[Exercise input Boundary: Start]

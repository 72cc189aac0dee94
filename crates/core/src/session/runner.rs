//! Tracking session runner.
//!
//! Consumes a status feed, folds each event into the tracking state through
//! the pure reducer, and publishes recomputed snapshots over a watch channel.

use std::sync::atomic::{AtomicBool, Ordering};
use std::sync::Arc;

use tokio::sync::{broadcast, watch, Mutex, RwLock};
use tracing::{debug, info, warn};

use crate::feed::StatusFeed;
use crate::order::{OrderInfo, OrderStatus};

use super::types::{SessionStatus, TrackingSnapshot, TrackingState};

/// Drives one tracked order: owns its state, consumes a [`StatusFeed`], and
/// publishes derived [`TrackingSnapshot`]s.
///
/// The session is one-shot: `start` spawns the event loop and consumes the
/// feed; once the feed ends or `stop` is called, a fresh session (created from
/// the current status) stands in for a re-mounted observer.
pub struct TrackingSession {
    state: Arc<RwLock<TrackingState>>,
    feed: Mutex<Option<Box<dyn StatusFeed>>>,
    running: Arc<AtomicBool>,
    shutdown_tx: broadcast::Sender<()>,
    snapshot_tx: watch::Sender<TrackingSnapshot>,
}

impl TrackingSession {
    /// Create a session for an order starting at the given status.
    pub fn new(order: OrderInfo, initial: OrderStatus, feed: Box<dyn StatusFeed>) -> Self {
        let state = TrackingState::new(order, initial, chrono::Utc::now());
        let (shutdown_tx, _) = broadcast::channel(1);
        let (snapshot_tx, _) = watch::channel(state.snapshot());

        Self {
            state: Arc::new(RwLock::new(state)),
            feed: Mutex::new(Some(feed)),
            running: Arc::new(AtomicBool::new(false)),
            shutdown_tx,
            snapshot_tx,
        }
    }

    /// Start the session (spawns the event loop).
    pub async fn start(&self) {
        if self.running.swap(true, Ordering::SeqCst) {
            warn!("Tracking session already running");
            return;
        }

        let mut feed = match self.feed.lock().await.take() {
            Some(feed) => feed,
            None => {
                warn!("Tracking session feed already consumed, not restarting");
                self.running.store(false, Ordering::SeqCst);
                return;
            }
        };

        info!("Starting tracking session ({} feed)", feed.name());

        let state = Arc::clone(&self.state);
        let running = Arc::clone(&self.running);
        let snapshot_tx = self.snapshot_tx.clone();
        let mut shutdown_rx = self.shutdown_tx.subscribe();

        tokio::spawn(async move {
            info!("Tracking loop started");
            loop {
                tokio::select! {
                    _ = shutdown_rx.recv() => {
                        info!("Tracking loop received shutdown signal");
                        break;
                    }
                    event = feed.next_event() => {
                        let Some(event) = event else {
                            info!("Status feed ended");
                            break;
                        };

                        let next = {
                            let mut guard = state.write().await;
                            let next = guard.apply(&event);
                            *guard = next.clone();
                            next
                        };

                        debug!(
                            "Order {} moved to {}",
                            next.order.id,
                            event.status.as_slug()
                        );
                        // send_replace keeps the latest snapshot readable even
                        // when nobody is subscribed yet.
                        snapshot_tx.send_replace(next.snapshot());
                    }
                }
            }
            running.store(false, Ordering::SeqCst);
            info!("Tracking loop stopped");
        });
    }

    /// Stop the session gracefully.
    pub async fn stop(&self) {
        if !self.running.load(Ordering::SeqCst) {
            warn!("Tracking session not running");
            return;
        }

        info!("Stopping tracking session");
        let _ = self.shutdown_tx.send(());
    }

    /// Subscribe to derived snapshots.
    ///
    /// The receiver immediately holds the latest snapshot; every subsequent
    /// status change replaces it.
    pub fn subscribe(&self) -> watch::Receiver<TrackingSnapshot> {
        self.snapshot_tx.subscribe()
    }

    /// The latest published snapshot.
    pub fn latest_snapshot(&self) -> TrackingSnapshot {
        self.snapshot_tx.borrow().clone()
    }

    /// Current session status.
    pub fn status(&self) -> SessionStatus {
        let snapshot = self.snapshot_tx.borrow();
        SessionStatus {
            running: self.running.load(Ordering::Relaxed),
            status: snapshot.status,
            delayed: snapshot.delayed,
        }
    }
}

[Exercise input Boundary: End]

» Try it:
Using the data above, extract exactly the lines from the one that holds "if self.running.swap(true, Ordering::SeqCst)" to the one that holds "is subscribed yet.", both ends included, and no others.

» Solution for this task:
        if self.running.swap(true, Ordering::SeqCst) {
            warn!("Tracking session already running");
            return;
        }

        let mut feed = match self.feed.lock().await.take() {
            Some(feed) => feed,
            None => {
                warn!("Tracking session feed already consumed, not restarting");
                self.running.store(false, Ordering::SeqCst);
                return;
            }
        };

        info!("Starting tracking session ({} feed)", feed.name());

        let state = Arc::clone(&self.state);
        let running = Arc::clone(&self.running);
        let snapshot_tx = self.snapshot_tx.clone();
        let mut shutdown_rx = self.shutdown_tx.subscribe();

        tokio::spawn(async move {
            info!("Tracking loop started");
            loop {
                tokio::select! {
                    _ = shutdown_rx.recv() => {
                        info!("Tracking loop received shutdown signal");
                        break;
                    }
                    event = feed.next_event() => {
                        let Some(event) = event else {
                            info!("Status feed ended");
                            break;
                        };

                        let next = {
                            let mut guard = state.write().await;
                            let next = guard.apply(&event);
                            *guard = next.clone();
                            next
                        };

                        debug!(
                            "Order {} moved to {}",
                            next.order.id,
                            event.status.as_slug()
                        );
                        // send_replace keeps the latest snapshot readable even
                        // when nobody is subscribed yet.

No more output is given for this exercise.